Record excerpts START

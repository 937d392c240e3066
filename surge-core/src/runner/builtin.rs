use std::sync::Arc;
use std::time::Duration;

use surge_metrics::{MetricHandle, MetricKind, Registry, Sample, SnapshotValue};

use super::config::ExpectedStatuses;
use super::summary::Totals;
use super::workload::{IterationOutcome, WorkloadError};

pub const ITERATIONS: &str = "iterations";
pub const ITERATION_DURATION: &str = "iteration_duration";
pub const HTTP_REQS: &str = "http_reqs";
pub const HTTP_REQ_DURATION: &str = "http_req_duration";
pub const HTTP_REQ_FAILED: &str = "http_req_failed";
pub const CHECKS: &str = "checks";
pub const ERRORS: &str = "errors";
pub const WORKLOAD_ERRORS: &str = "workload_errors";
pub const ITERATIONS_CANCELLED: &str = "iterations_cancelled";
pub const ENGINE_ERRORS: &str = "engine_errors";
pub const VUS: &str = "vus";
pub const VUS_MAX: &str = "vus_max";

/// Pre-resolved handles for the metrics every run records.
#[derive(Debug, Clone)]
pub(crate) struct BuiltinMetrics {
    registry: Arc<Registry>,
    iterations: MetricHandle,
    iteration_duration: MetricHandle,
    http_reqs: MetricHandle,
    http_req_duration: MetricHandle,
    http_req_failed: MetricHandle,
    checks: MetricHandle,
    errors: MetricHandle,
    workload_errors: MetricHandle,
    iterations_cancelled: MetricHandle,
    engine_errors: MetricHandle,
    vus: MetricHandle,
    vus_max: MetricHandle,
}

impl BuiltinMetrics {
    pub(crate) fn register(registry: Arc<Registry>) -> surge_metrics::Result<Self> {
        Ok(Self {
            iterations: registry.register(ITERATIONS, MetricKind::Counter)?,
            iteration_duration: registry.register(ITERATION_DURATION, MetricKind::Trend)?,
            http_reqs: registry.register(HTTP_REQS, MetricKind::Counter)?,
            http_req_duration: registry.register(HTTP_REQ_DURATION, MetricKind::Trend)?,
            http_req_failed: registry.register(HTTP_REQ_FAILED, MetricKind::Rate)?,
            checks: registry.register(CHECKS, MetricKind::Rate)?,
            errors: registry.register(ERRORS, MetricKind::Rate)?,
            workload_errors: registry.register(WORKLOAD_ERRORS, MetricKind::Counter)?,
            iterations_cancelled: registry.register(ITERATIONS_CANCELLED, MetricKind::Counter)?,
            engine_errors: registry.register(ENGINE_ERRORS, MetricKind::Counter)?,
            vus: registry.register(VUS, MetricKind::Gauge)?,
            vus_max: registry.register(VUS_MAX, MetricKind::Gauge)?,
            registry,
        })
    }

    pub(crate) fn registry(&self) -> &Arc<Registry> {
        &self.registry
    }

    /// Records a completed iteration. Returns `true` if it counts as an error.
    pub(crate) fn record_outcome(
        &self,
        client_id: u64,
        outcome: &IterationOutcome,
        expected: &ExpectedStatuses,
        duration: Duration,
    ) -> bool {
        self.iterations.increment(1);
        self.iteration_duration.observe(millis(duration));

        let mut failed = false;
        if outcome.request.is_some() {
            let request_failed = outcome.status.is_none_or(|s| !expected.contains(s));
            self.http_reqs.increment(1);
            self.http_req_duration.observe(millis(outcome.latency));
            self.http_req_failed.add_rate(request_failed);
            failed |= request_failed;
        }

        for check in &outcome.checks {
            self.checks.add_rate(check.passed);
            failed |= !check.passed;
        }

        for sample in &outcome.samples {
            self.record_custom(client_id, sample);
        }

        self.errors.add_rate(failed);
        failed
    }

    pub(crate) fn record_error(&self, client_id: u64, err: &WorkloadError, duration: Duration) {
        tracing::debug!(client_id, kind = %err.kind(), error = %err, "iteration failed");

        self.iterations.increment(1);
        self.iteration_duration.observe(millis(duration));
        self.workload_errors.increment(1);
        self.errors.add_rate(true);
    }

    pub(crate) fn record_cancelled(&self) {
        self.iterations_cancelled.increment(1);
    }

    pub(crate) fn set_live(&self, live: u64) {
        let live = i64::try_from(live).unwrap_or(i64::MAX);
        self.vus.set_gauge(live);
        self.vus_max.max_gauge(live);
    }

    pub(crate) fn totals(&self) -> Totals {
        let (checks_total, checks_passed) = self.checks.get_rate();
        let (_, errors) = self.errors.get_rate();
        Totals {
            iterations: self.iterations.get_counter(),
            errors,
            requests: self.http_reqs.get_counter(),
            cancelled_iterations: self.iterations_cancelled.get_counter(),
            checks_passed,
            checks_failed: checks_total.saturating_sub(checks_passed),
            engine_errors: self.engine_errors.get_counter(),
        }
    }

    /// Current p95 of request latency in milliseconds.
    pub(crate) fn request_latency_p95(&self) -> Option<f64> {
        self.registry
            .snapshot(HTTP_REQ_DURATION)
            .and_then(|snap| match snap.value {
                SnapshotValue::Trend(t) => t.percentile(95.0),
                _ => None,
            })
    }

    fn record_custom(&self, client_id: u64, sample: &Sample) {
        if let Err(err) = self.registry.record(sample) {
            tracing::warn!(client_id, error = %err, "dropping sample");
            self.engine_errors.increment(1);
        }
    }
}

#[inline]
pub(crate) fn millis(d: Duration) -> f64 {
    d.as_secs_f64() * 1_000.0
}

Record excerpts END

Task prompt: Type out the records above again, exactly the same.

Response area:
repository 937d392c240e3066
filename surge-core/src/runner/builtin.rs
use std::sync::Arc;
use std::time::Duration;

use surge_metrics::{MetricHandle, MetricKind, Registry, Sample, SnapshotValue};

use super::config::ExpectedStatuses;
use super::summary::Totals;
use super::workload::{IterationOutcome, WorkloadError};

pub const ITERATIONS: &str = "iterations";
pub const ITERATION_DURATION: &str = "iteration_duration";
pub const HTTP_REQS: &str = "http_reqs";
pub const HTTP_REQ_DURATION: &str = "http_req_duration";
pub const HTTP_REQ_FAILED: &str = "http_req_failed";
pub const CHECKS: &str = "checks";
pub const ERRORS: &str = "errors";
pub const WORKLOAD_ERRORS: &str = "workload_errors";
pub const ITERATIONS_CANCELLED: &str = "iterations_cancelled";
pub const ENGINE_ERRORS: &str = "engine_errors";
pub const VUS: &str = "vus";
pub const VUS_MAX: &str = "vus_max";

/// Pre-resolved handles for the metrics every run records.
#[derive(Debug, Clone)]
pub(crate) struct BuiltinMetrics {
    registry: Arc<Registry>,
    iterations: MetricHandle,
    iteration_duration: MetricHandle,
    http_reqs: MetricHandle,
    http_req_duration: MetricHandle,
    http_req_failed: MetricHandle,
    checks: MetricHandle,
    errors: MetricHandle,
    workload_errors: MetricHandle,
    iterations_cancelled: MetricHandle,
    engine_errors: MetricHandle,
    vus: MetricHandle,
    vus_max: MetricHandle,
}

impl BuiltinMetrics {
    pub(crate) fn register(registry: Arc<Registry>) -> surge_metrics::Result<Self> {
        Ok(Self {
            iterations: registry.register(ITERATIONS, MetricKind::Counter)?,
            iteration_duration: registry.register(ITERATION_DURATION, MetricKind::Trend)?,
            http_reqs: registry.register(HTTP_REQS, MetricKind::Counter)?,
            http_req_duration: registry.register(HTTP_REQ_DURATION, MetricKind::Trend)?,
            http_req_failed: registry.register(HTTP_REQ_FAILED, MetricKind::Rate)?,
            checks: registry.register(CHECKS, MetricKind::Rate)?,
            errors: registry.register(ERRORS, MetricKind::Rate)?,
            workload_errors: registry.register(WORKLOAD_ERRORS, MetricKind::Counter)?,
            iterations_cancelled: registry.register(ITERATIONS_CANCELLED, MetricKind::Counter)?,
            engine_errors: registry.register(ENGINE_ERRORS, MetricKind::Counter)?,
            vus: registry.register(VUS, MetricKind::Gauge)?,
            vus_max: registry.register(VUS_MAX, MetricKind::Gauge)?,
            registry,
        })
    }

    pub(crate) fn registry(&self) -> &Arc<Registry> {
        &self.registry
    }

    /// Records a completed iteration. Returns `true` if it counts as an error.
    pub(crate) fn record_outcome(
        &self,
        client_id: u64,
        outcome: &IterationOutcome,
        expected: &ExpectedStatuses,
        duration: Duration,
    ) -> bool {
        self.iterations.increment(1);
        self.iteration_duration.observe(millis(duration));

        let mut failed = false;
        if outcome.request.is_some() {
            let request_failed = outcome.status.is_none_or(|s| !expected.contains(s));
            self.http_reqs.increment(1);
            self.http_req_duration.observe(millis(outcome.latency));
            self.http_req_failed.add_rate(request_failed);
            failed |= request_failed;
        }

        for check in &outcome.checks {
            self.checks.add_rate(check.passed);
            failed |= !check.passed;
        }

        for sample in &outcome.samples {
            self.record_custom(client_id, sample);
        }

        self.errors.add_rate(failed);
        failed
    }

    pub(crate) fn record_error(&self, client_id: u64, err: &WorkloadError, duration: Duration) {
        tracing::debug!(client_id, kind = %err.kind(), error = %err, "iteration failed");

        self.iterations.increment(1);
        self.iteration_duration.observe(millis(duration));
        self.workload_errors.increment(1);
        self.errors.add_rate(true);
    }

    pub(crate) fn record_cancelled(&self) {
        self.iterations_cancelled.increment(1);
    }

    pub(crate) fn set_live(&self, live: u64) {
        let live = i64::try_from(live).unwrap_or(i64::MAX);
        self.vus.set_gauge(live);
        self.vus_max.max_gauge(live);
    }

    pub(crate) fn totals(&self) -> Totals {
        let (checks_total, checks_passed) = self.checks.get_rate();
        let (_, errors) = self.errors.get_rate();
        Totals {
            iterations: self.iterations.get_counter(),
            errors,
            requests: self.http_reqs.get_counter(),
            cancelled_iterations: self.iterations_cancelled.get_counter(),
            checks_passed,
            checks_failed: checks_total.saturating_sub(checks_passed),
            engine_errors: self.engine_errors.get_counter(),
        }
    }

    /// Current p95 of request latency in milliseconds.
    pub(crate) fn request_latency_p95(&self) -> Option<f64> {
        self.registry
            .snapshot(HTTP_REQ_DURATION)
            .and_then(|snap| match snap.value {
                SnapshotValue::Trend(t) => t.percentile(95.0),
                _ => None,
            })
    }

    fn record_custom(&self, client_id: u64, sample: &Sample) {
        if let Err(err) = self.registry.record(sample) {
            tracing::warn!(client_id, error = %err, "dropping sample");
            self.engine_errors.increment(1);
        }
    }
}

#[inline]
pub(crate) fn millis(d: Duration) -> f64 {
    d.as_secs_f64() * 1_000.0
}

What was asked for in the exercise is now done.